*Task instructions*. Exactly the lines from the one containing "and split builders" through the final line of the listing are to be retyped, and nothing more.

*Exercise inputs*.
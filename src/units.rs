//! Unit conversions shared by the normalizer and split builders

pub const MILES_PER_METER: f64 = 0.0006213712;

pub fn round_to(value: f64, decimals: i32) -> f64 {
  let factor = 10f64.powi(decimals);
  (value * factor).round() / factor
}

pub fn meters_to_miles(meters: f64) -> f64 {
  meters * MILES_PER_METER
}

pub fn meters_to_km(meters: f64) -> f64 {
  meters / 1000.0
}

*Response box*.
//! Unit conversions shared by the normalizer and split builders

pub const MILES_PER_METER: f64 = 0.0006213712;

pub fn round_to(value: f64, decimals: i32) -> f64 {
  let factor = 10f64.powi(decimals);
  (value * factor).round() / factor
}

pub fn meters_to_miles(meters: f64) -> f64 {
  meters * MILES_PER_METER
}

pub fn meters_to_km(meters: f64) -> f64 {
  meters / 1000.0
}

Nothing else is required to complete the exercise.